Please copy every line from the following entries in which the word "struct" appears.

Stored data entries
<<<<

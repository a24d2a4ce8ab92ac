//! Accumulated dependency graph of discovered issues.
//!
//! Vertices are keyed by label, edges are stored as a set of ordered label
//! pairs. Both collections are ordered so that rendering is deterministic.

use crate::domain::{Edge, Vertex};
use serde::Serialize;
use std::collections::{BTreeMap, BTreeSet, HashSet};

/// Vertex and edge sets discovered by a traversal.
#[derive(Debug, Clone, Default, PartialEq, Serialize)]
pub struct IssueGraph {
    #[serde(serialize_with = "serialize_vertices")]
    vertices: BTreeMap<String, Vertex>,
    edges: BTreeSet<Edge>,
}

impl IssueGraph {
    pub fn new() -> Self {
        Self::default()
    }

    /// Insert a vertex, returning true if the graph changed.
    ///
    /// A vertex for a fetched issue replaces a link placeholder with the same
    /// label. In every other case the vertex already present is kept.
    pub fn add_vertex(&mut self, vertex: Vertex) -> bool {
        match self.vertices.get(&vertex.label) {
            Some(existing)
                if !(existing.estimate.is_placeholder() && !vertex.estimate.is_placeholder()) =>
            {
                false
            }
            _ => {
                self.vertices.insert(vertex.label.clone(), vertex);
                true
            }
        }
    }

    /// Insert an edge, returning true if it was not already present.
    pub fn add_edge(&mut self, edge: Edge) -> bool {
        self.edges.insert(edge)
    }

    /// Merge newly discovered items into the graph.
    pub fn merge<V, E>(&mut self, vertices: V, edges: E)
    where
        V: IntoIterator<Item = Vertex>,
        E: IntoIterator<Item = Edge>,
    {
        for vertex in vertices {
            self.add_vertex(vertex);
        }
        for edge in edges {
            self.add_edge(edge);
        }
    }

    pub fn vertex(&self, label: &str) -> Option<&Vertex> {
        self.vertices.get(label)
    }

    /// Vertices in label order
    pub fn vertices(&self) -> impl Iterator<Item = &Vertex> {
        self.vertices.values()
    }

    /// Edges in (from, to) order
    pub fn edges(&self) -> impl Iterator<Item = &Edge> {
        self.edges.iter()
    }

    pub fn vertex_count(&self) -> usize {
        self.vertices.len()
    }

    pub fn edge_count(&self) -> usize {
        self.edges.len()
    }

    pub fn is_empty(&self) -> bool {
        self.vertices.is_empty() && self.edges.is_empty()
    }

    /// Labels with no incoming edge, i.e. work nothing else waits on.
    pub fn roots(&self) -> Vec<&str> {
        let targets: HashSet<&str> = self.edges.iter().map(|e| e.to.as_str()).collect();
        self.vertices
            .keys()
            .map(String::as_str)
            .filter(|label| !targets.contains(label))
            .collect()
    }

    fn successors<'s>(&'s self, label: &'s str) -> impl Iterator<Item = &'s str> + 's {
        self.edges
            .iter()
            .filter(move |e| e.from == label)
            .map(|e| e.to.as_str())
    }

    /// Find a dependency cycle, returned as the labels along it.
    ///
    /// Tracker data is not guaranteed to be acyclic; a cycle usually means two
    /// issues were linked in both directions by mistake.
    pub fn find_cycle(&self) -> Option<Vec<String>> {
        let mut visited = HashSet::new();
        let mut path = Vec::new();

        let starts: BTreeSet<&str> = self.edges.iter().map(|e| e.from.as_str()).collect();
        for start in starts {
            if !visited.contains(start) {
                if let Some(cycle) = self.cycle_dfs(start, &mut visited, &mut path) {
                    return Some(cycle);
                }
            }
        }
        None
    }

    fn cycle_dfs<'a>(
        &'a self,
        node: &'a str,
        visited: &mut HashSet<&'a str>,
        path: &mut Vec<&'a str>,
    ) -> Option<Vec<String>> {
        visited.insert(node);
        path.push(node);

        for next in self.successors(node) {
            if let Some(pos) = path.iter().position(|p| *p == next) {
                return Some(path[pos..].iter().map(|s| s.to_string()).collect());
            }
            if !visited.contains(next) {
                if let Some(cycle) = self.cycle_dfs(next, visited, path) {
                    return Some(cycle);
                }
            }
        }

        path.pop();
        None
    }
}

fn serialize_vertices<S>(vertices: &BTreeMap<String, Vertex>, serializer: S) -> Result<S::Ok, S::Error>
where
    S: serde::Serializer,
{
    serializer.collect_seq(vertices.values())
}
//! Output plumbing for the CLI: exit codes, the JSON envelope and safe
//! printing to stdout.

use chrono::Utc;
use serde::{Serialize, Serializer};
use std::io::{self, Write};

/// Version of the JSON output format
const OUTPUT_VERSION: &str = "0.1.0";

/// Write `text` to stdout as-is, treating a closed pipe as success.
pub fn write_stdout(text: &str) -> io::Result<()> {
    let mut stdout = io::stdout().lock();
    match stdout.write_all(text.as_bytes()).and_then(|_| stdout.flush()) {
        Ok(()) => Ok(()),
        Err(e) if e.kind() == io::ErrorKind::BrokenPipe => {
            // Silently exit on broken pipe (expected when piping to head, etc.)
            std::process::exit(0);
        }
        Err(e) => Err(e),
    }
}

// ============================================================================
// JSON Output Types
// ============================================================================

/// Wrapper for successful command output with metadata
#[derive(Debug, Serialize)]
pub struct JsonOutput<T: Serialize> {
    pub success: bool,
    pub data: T,
    pub metadata: Metadata,
}

impl<T: Serialize> JsonOutput<T> {
    /// Create a new successful output with the given data
    pub fn success(data: T, command: impl Into<String>) -> Self {
        Self {
            success: true,
            data,
            metadata: Metadata::new(command),
        }
    }

    /// Serialize to JSON string with pretty formatting
    pub fn to_json_string(&self) -> Result<String, serde_json::Error> {
        serde_json::to_string_pretty(self)
    }
}

/// Metadata included in all JSON responses
#[derive(Debug, Serialize)]
pub struct Metadata {
    /// Timestamp when the response was generated
    #[serde(serialize_with = "serialize_timestamp")]
    pub timestamp: chrono::DateTime<Utc>,
    /// Version of the output format
    pub version: String,
    /// Command that generated this response
    pub command: String,
}

impl Metadata {
    fn new(command: impl Into<String>) -> Self {
        Self {
            timestamp: Utc::now(),
            version: OUTPUT_VERSION.to_string(),
            command: command.into(),
        }
    }
}

/// Serialize timestamp in ISO 8601 format
fn serialize_timestamp<S>(dt: &chrono::DateTime<Utc>, serializer: S) -> Result<S::Ok, S::Error>
where
    S: Serializer,
{
    serializer.serialize_str(&dt.to_rfc3339())
}

// ============================================================================
// Exit Codes
// ============================================================================

/// Standardized exit codes for the CLI
///
/// # Examples
///
/// ```rust
/// use jira_report::ExitCode;
///
/// assert_eq!(ExitCode::InvalidArgument.code(), 2);
/// ```
#[derive(Debug, Clone, Copy, PartialEq, Eq)]
#[repr(i32)]
pub enum ExitCode {
    /// Command succeeded (0)
    Success = 0,

    /// Generic error (1)
    GenericError = 1,

    /// Invalid arguments or configuration (2)
    InvalidArgument = 2,

    /// Jira rejected the credentials (5)
    PermissionDenied = 5,

    /// External dependency failed - Jira or network (10)
    ExternalError = 10,
}

impl ExitCode {
    /// Convert exit code to i32 for `std::process::exit`
    pub fn code(self) -> i32 {
        self as i32
    }
}

#[cfg(test)]
mod tests {
    use super::*;
    use serde_json::Value;

    #[test]
    fn test_json_output_success() {
        let output = JsonOutput::success(vec!["a", "b"], "report");
        let json: Value = serde_json::from_str(&output.to_json_string().unwrap()).unwrap();

        assert_eq!(json["success"], true);
        assert_eq!(json["data"][1], "b");
        assert_eq!(json["metadata"]["command"], "report");
        assert_eq!(json["metadata"]["version"], OUTPUT_VERSION);
        assert!(json["metadata"]["timestamp"].as_str().unwrap().contains('T'));
    }

    #[test]
    fn test_exit_code_values() {
        assert_eq!(ExitCode::Success.code(), 0);
        assert_eq!(ExitCode::GenericError.code(), 1);
        assert_eq!(ExitCode::InvalidArgument.code(), 2);
        assert_eq!(ExitCode::PermissionDenied.code(), 5);
        assert_eq!(ExitCode::ExternalError.code(), 10);
    }
}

>>>>

EXERCISE SOLUTION:
pub struct IssueGraph {
pub struct JsonOutput<T: Serialize> {
pub struct Metadata {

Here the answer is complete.